All Umbra API functions that accept 4x4 transformation matrices as input also allow the user to specify how the matrices are laid out in memory. More specifically, the user may specify either Umbra::MF_COLUMN_MAJOR for the so-called “column major” matrix format or Umbra::MF_ROW_MAJOR for “row major” matrices. In this context, “column major” refers to storing the translation component of the matrix in memory locations 12, 13 and 14 when considering a flat 16-element array representation of the matrix. In contrast, the translation component of “row major” matrices is stored in memory locations 3, 7 and 11, respectively. Umbra::MF_COLUMN_MAJOR is the format used in both Direct3D and OpenGL, and is also the default value in all Umbra API entries.
Constructing a frustum
There are two ways to specify the camera transformation. Using the first method, the user specifies the combined transformation matrix from world space to clip space. This can typically be obtained by multiplying the view transformation (modelview) matrix by the projection matrix. In addition, the user needs to specify the location of the camera. Additionally, the user may specify the clip space depth range and the matrix layout format.

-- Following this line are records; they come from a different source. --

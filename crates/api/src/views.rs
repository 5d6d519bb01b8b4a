//! HTML pages

/// Escape text for safe inclusion in HTML content and quoted attribute values
pub fn escape(text: &str) -> String {
    html_escape::encode_quoted_attribute(text).into_owned()
}

fn layout(title: &str, body: &str) -> String {
    format!(
        r#"<!DOCTYPE html>
<html lang="en">
<head>
<meta charset="utf-8">
<title>{title}</title>
</head>
<body>
{body}
</body>
</html>
"#,
        title = escape(title),
        body = body
    )
}

fn paragraph(class: &str, text: Option<&str>) -> String {
    text.map(|t| format!(r#"<p class="{}">{}</p>"#, class, escape(t)))
        .unwrap_or_default()
}

/// Login form, with an optional error or notice line
pub fn login_page(error: Option<&str>, notice: Option<&str>) -> String {
    let body = format!(
        r#"<h1>Please log in</h1>
{notice}
{error}
<form action="/login" method="post">
  <label>Username <input type="text" name="username" autocomplete="username"></label>
  <label>Password <input type="password" name="password" autocomplete="current-password"></label>
  <input type="submit" value="Login">
</form>"#,
        notice = paragraph("notice", notice),
        error = paragraph("error", error),
    );
    layout("Login", &body)
}

fn select(name: &str, options: &[&str]) -> String {
    let options: String = options
        .iter()
        .map(|o| format!(r#"<option value="{0}">{0}</option>"#, escape(o)))
        .collect();
    format!(r#"<select name="{}">{}</select>"#, escape(name), options)
}

/// What the index page shows below the form
#[derive(Debug, Default)]
pub struct IndexView<'a> {
    pub username: &'a str,
    pub prediction: Option<&'a str>,
    pub notice: Option<&'a str>,
    pub error: Option<&'a str>,
}

/// Welcome page with the prediction form
pub fn index_page(view: &IndexView<'_>) -> String {
    let body = format!(
        r#"<h1>Medical Insurance Charge Prediction</h1>
<p>Logged in as {user}. <a href="/logout">Log out</a></p>
<form action="/predict" method="post">
  <label>Age <input type="number" name="age" min="0" max="120" step="1"></label>
  <label>Sex {sex}</label>
  <label>BMI <input type="number" name="bmi" min="10" max="100" step="0.01"></label>
  <label>Children <input type="number" name="children" min="0" max="20" step="1"></label>
  <label>Smoker {smoker}</label>
  <label>Region {region}</label>
  <input type="submit" value="Predict">
</form>
{error}
{prediction}
{notice}"#,
        user = escape(view.username),
        sex = select("sex", &["male", "female"]),
        smoker = select("smoker", &["yes", "no"]),
        region = select("region", &["northeast", "northwest", "southeast", "southwest"]),
        error = paragraph("error", view.error),
        prediction = paragraph("prediction", view.prediction),
        notice = paragraph("notice", view.notice),
    );
    layout("Charge Prediction", &body)
}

An alternative method of constructing the camera transformation is to specify the camera’s “inverse view” matrix, i.e. the matrix transforming from the camera space to world space. In addition, the user needs to manually construct the frustum. This is done by initializing a Frustum object, which defines the details of the projection. The Frustum merely contains the coordinates of each frustum plane, which can either be initialized manually or computed using the helper constructor of the Frustum class. The helper constructor calculates the values using the given field-of-view angle, aspect ratio and the distances to the near and far planes. In addition, the user may specify whether the projection is a perspective projection or an orthographic projection, by defining either Umbra::Frustum::PERSPECTIVE or Umbra::Frustum::ORTHOGRAPHIC, respectively. See the full API documentation of Umbra::Frustum for more details.
User clip planes
By default, Umbra’s view is bounded by six clipping planes. The user may specify additional clip planes by calling Umbra::CameraTransform::setUserClipPlanes(). The method accepts the clip plane equations (in general form, in world space) and the number of user clip planes as arguments.